Work task: Restate word for word the entries below, starting with the line with "filename crates/wharf-config/src/schema.rs" and continuing through the line with "deserializers do not". Include both of those lines and no others.

Records supplied:
▬▬▬▬▬▬▬▬▬▬
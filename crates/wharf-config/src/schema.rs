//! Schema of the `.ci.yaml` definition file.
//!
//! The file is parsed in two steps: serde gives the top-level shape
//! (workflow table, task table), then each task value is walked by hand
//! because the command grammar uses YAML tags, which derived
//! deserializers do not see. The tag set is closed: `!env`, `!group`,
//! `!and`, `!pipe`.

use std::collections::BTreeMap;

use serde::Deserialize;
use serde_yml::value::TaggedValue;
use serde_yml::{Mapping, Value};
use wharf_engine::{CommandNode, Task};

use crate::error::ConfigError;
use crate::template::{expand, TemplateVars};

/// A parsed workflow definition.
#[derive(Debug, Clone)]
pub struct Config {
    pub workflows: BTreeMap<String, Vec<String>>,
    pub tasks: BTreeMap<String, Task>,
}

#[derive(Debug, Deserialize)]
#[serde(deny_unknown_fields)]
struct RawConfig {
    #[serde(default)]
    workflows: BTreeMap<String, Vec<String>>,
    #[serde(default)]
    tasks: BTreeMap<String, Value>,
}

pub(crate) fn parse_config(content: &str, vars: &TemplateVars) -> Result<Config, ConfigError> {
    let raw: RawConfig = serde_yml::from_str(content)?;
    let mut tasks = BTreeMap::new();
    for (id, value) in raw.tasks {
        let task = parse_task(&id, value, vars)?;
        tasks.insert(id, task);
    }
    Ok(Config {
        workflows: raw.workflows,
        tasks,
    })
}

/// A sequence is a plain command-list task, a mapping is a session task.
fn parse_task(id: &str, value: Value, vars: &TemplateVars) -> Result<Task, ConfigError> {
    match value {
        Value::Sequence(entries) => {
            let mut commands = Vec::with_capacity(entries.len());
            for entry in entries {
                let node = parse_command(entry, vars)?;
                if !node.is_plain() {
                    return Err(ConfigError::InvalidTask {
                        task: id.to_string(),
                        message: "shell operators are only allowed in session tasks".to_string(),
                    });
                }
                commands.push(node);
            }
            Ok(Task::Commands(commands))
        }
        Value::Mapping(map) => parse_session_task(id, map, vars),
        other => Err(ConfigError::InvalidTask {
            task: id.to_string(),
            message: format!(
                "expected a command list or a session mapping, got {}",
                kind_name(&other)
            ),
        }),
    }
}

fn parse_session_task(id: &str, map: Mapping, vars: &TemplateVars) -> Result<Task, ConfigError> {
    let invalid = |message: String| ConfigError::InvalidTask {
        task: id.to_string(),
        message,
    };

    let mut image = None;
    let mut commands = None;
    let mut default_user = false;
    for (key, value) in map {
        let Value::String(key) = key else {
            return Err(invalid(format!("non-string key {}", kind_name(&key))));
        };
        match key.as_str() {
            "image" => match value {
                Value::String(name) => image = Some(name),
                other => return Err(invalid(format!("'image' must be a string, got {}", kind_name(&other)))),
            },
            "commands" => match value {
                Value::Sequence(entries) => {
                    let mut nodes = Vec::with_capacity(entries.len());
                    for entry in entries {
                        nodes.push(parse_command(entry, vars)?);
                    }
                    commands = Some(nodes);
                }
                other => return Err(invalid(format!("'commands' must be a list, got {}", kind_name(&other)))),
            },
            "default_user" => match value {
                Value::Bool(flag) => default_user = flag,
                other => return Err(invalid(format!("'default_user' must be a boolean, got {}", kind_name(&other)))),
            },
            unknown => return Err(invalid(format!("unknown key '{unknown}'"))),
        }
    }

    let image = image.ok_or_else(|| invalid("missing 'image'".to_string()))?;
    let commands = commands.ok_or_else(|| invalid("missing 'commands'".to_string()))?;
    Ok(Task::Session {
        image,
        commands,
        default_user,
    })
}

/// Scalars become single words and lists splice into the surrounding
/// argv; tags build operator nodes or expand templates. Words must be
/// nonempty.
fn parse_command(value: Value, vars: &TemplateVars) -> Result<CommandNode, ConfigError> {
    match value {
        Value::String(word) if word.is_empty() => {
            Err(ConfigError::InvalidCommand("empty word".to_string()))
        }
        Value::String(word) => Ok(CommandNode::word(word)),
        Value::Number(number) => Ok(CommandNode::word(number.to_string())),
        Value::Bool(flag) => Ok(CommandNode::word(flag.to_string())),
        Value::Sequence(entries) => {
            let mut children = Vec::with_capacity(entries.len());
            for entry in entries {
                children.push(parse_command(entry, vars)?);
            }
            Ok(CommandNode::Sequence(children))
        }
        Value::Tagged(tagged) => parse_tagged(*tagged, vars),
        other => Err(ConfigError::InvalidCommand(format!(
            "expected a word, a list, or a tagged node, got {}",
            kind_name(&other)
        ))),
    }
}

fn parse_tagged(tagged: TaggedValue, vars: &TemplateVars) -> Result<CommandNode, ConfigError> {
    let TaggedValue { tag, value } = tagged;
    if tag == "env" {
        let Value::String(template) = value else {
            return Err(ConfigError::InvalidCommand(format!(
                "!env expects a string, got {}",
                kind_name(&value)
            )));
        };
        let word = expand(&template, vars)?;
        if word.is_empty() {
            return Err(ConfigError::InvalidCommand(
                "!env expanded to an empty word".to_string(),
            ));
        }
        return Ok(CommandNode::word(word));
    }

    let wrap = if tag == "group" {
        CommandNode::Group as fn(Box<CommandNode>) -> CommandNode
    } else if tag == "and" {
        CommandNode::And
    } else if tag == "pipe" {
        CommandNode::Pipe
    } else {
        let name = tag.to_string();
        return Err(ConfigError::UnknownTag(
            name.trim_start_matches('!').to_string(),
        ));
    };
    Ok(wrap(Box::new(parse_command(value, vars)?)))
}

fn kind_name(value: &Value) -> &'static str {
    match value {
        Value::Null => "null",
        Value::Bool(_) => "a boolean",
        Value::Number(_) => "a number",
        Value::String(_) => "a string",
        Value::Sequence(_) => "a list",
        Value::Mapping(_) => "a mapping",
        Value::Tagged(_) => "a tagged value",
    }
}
▬▬▬▬▬▬▬▬▬▬
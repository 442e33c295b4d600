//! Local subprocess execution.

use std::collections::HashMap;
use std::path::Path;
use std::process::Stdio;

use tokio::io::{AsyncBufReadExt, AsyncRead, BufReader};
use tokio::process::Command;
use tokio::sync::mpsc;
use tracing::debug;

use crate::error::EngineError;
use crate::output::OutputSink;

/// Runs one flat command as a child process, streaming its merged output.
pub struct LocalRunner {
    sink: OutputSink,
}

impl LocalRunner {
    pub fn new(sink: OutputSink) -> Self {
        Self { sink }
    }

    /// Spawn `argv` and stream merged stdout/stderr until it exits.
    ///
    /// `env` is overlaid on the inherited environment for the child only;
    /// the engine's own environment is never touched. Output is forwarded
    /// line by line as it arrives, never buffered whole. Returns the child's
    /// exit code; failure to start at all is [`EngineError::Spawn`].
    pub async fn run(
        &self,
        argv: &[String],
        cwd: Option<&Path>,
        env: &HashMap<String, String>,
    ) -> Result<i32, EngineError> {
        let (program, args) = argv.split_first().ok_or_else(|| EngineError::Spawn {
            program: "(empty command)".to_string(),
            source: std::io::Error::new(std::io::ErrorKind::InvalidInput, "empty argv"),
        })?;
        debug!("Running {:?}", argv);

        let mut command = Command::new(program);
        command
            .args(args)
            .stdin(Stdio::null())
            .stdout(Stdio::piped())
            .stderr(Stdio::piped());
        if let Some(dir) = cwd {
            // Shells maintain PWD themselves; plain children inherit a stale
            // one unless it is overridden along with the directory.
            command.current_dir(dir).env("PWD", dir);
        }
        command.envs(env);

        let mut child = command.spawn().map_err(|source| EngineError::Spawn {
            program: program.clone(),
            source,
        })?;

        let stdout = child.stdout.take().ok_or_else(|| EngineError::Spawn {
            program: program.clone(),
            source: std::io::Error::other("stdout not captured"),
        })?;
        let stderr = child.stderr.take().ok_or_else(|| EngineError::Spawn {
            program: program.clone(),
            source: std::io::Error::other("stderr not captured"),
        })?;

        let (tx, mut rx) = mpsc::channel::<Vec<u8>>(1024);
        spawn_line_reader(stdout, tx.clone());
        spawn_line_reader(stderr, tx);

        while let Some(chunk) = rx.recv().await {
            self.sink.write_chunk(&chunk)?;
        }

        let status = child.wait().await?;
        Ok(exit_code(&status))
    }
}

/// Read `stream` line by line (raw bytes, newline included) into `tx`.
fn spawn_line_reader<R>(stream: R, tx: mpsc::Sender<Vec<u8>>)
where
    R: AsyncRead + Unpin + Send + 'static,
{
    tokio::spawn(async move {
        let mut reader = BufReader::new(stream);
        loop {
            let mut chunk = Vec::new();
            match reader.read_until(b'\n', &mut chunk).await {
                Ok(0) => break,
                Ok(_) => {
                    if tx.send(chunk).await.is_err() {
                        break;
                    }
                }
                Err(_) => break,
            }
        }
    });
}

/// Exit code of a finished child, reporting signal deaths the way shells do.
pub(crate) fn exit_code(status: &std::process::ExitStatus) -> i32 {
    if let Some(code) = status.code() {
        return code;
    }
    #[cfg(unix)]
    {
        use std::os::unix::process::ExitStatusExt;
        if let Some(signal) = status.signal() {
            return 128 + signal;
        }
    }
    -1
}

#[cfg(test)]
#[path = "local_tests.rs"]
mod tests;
▬▬▬▬▬▬▬▬▬▬
Expected answer:
filename crates/wharf-config/src/schema.rs
//! Schema of the `.ci.yaml` definition file.
//!
//! The file is parsed in two steps: serde gives the top-level shape
//! (workflow table, task table), then each task value is walked by hand
//! because the command grammar uses YAML tags, which derived
//! deserializers do not see. The tag set is closed: `!env`, `!group`,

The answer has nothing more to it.